%%
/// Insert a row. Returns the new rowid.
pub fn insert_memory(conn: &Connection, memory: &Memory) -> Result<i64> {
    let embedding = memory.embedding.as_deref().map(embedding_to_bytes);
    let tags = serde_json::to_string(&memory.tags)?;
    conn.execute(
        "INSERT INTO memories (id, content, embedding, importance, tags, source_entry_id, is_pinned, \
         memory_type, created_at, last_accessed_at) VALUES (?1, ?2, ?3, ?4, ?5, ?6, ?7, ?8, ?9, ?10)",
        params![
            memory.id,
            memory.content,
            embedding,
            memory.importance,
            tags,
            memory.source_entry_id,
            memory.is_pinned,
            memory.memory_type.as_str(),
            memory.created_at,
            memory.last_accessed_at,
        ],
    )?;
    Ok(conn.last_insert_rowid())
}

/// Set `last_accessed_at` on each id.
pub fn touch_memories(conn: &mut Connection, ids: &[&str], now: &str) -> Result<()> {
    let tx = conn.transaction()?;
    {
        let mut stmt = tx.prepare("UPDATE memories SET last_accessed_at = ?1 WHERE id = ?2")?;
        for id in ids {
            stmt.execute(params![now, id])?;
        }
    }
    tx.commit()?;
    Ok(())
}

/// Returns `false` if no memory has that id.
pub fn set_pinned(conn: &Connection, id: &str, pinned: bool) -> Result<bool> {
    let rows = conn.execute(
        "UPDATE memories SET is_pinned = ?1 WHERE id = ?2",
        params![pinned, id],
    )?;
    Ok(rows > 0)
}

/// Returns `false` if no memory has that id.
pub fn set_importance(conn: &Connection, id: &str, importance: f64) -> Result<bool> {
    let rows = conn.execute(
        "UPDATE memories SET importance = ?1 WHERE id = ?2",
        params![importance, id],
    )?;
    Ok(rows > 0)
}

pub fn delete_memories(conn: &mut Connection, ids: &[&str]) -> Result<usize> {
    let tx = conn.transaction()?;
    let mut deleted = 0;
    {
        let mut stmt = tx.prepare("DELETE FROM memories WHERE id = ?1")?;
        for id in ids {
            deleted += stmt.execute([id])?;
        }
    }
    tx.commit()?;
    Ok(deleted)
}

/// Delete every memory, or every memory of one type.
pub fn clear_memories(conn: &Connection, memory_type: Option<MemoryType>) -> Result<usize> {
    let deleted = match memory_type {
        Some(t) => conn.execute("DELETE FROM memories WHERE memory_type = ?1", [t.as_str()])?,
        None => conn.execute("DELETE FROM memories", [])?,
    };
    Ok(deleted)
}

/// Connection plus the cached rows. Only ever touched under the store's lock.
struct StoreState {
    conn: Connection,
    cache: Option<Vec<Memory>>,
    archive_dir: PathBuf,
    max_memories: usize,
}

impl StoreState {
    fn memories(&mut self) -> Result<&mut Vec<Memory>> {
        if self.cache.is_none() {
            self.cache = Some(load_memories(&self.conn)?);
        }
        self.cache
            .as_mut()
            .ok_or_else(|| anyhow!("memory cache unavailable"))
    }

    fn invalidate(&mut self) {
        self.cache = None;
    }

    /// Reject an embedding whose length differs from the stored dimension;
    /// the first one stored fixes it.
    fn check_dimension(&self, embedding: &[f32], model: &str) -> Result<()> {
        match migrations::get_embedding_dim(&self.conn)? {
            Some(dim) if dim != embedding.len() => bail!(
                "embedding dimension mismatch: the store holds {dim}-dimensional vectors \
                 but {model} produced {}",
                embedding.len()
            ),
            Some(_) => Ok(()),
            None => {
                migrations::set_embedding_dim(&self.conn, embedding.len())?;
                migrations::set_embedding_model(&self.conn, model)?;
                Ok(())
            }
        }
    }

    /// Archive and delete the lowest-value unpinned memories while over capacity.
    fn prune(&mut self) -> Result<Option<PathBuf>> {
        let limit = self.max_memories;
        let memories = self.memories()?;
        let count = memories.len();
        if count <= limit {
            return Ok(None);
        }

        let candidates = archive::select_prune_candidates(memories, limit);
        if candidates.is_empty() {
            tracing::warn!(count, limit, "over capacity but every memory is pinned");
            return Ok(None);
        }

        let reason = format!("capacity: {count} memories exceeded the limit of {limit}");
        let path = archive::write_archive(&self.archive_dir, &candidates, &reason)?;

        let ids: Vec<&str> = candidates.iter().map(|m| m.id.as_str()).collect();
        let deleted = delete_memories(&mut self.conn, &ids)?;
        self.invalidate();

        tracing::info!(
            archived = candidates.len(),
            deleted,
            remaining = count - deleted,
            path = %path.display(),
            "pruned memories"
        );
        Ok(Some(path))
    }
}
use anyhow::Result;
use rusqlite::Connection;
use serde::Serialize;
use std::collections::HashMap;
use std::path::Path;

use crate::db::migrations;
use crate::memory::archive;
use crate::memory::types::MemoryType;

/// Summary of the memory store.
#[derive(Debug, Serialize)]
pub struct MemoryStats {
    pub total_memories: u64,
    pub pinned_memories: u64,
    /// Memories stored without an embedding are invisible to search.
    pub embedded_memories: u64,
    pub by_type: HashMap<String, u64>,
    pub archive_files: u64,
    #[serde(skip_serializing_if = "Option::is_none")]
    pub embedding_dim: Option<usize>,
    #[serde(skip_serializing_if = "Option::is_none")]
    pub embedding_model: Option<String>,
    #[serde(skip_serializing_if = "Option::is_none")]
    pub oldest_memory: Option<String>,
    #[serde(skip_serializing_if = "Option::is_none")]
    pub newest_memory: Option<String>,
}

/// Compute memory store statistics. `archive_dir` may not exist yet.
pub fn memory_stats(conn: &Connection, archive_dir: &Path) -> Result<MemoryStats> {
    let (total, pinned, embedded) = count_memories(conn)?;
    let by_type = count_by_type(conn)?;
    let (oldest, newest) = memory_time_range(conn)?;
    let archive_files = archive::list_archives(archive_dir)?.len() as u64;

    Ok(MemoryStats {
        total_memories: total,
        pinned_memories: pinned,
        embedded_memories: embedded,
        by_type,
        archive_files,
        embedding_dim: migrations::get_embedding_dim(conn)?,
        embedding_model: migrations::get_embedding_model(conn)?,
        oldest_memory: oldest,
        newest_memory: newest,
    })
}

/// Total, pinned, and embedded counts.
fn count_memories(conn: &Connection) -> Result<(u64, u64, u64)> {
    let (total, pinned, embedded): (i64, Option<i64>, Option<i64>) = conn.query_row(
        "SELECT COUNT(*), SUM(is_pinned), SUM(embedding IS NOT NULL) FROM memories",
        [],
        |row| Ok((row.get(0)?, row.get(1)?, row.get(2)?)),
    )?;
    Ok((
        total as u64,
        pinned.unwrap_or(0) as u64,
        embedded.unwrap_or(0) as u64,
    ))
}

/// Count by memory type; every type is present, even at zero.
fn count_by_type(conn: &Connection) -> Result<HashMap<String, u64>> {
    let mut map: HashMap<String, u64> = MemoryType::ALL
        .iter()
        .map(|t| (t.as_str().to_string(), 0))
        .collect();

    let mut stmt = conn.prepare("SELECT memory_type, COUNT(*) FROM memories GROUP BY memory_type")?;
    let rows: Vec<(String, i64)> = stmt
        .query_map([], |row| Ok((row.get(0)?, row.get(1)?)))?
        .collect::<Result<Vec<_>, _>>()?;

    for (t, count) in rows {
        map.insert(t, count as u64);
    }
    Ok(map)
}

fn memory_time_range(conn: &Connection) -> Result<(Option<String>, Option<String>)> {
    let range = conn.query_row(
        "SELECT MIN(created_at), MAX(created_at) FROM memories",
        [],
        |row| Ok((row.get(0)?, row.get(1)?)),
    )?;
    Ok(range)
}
%%
Aim of the exercise —
Which lines above hold the word "MemoryType"? Copy each of them.

Answer for this exercise —
pub fn clear_memories(conn: &Connection, memory_type: Option<MemoryType>) -> Result<usize> {
use crate::memory::types::MemoryType;
    let mut map: HashMap<String, u64> = MemoryType::ALL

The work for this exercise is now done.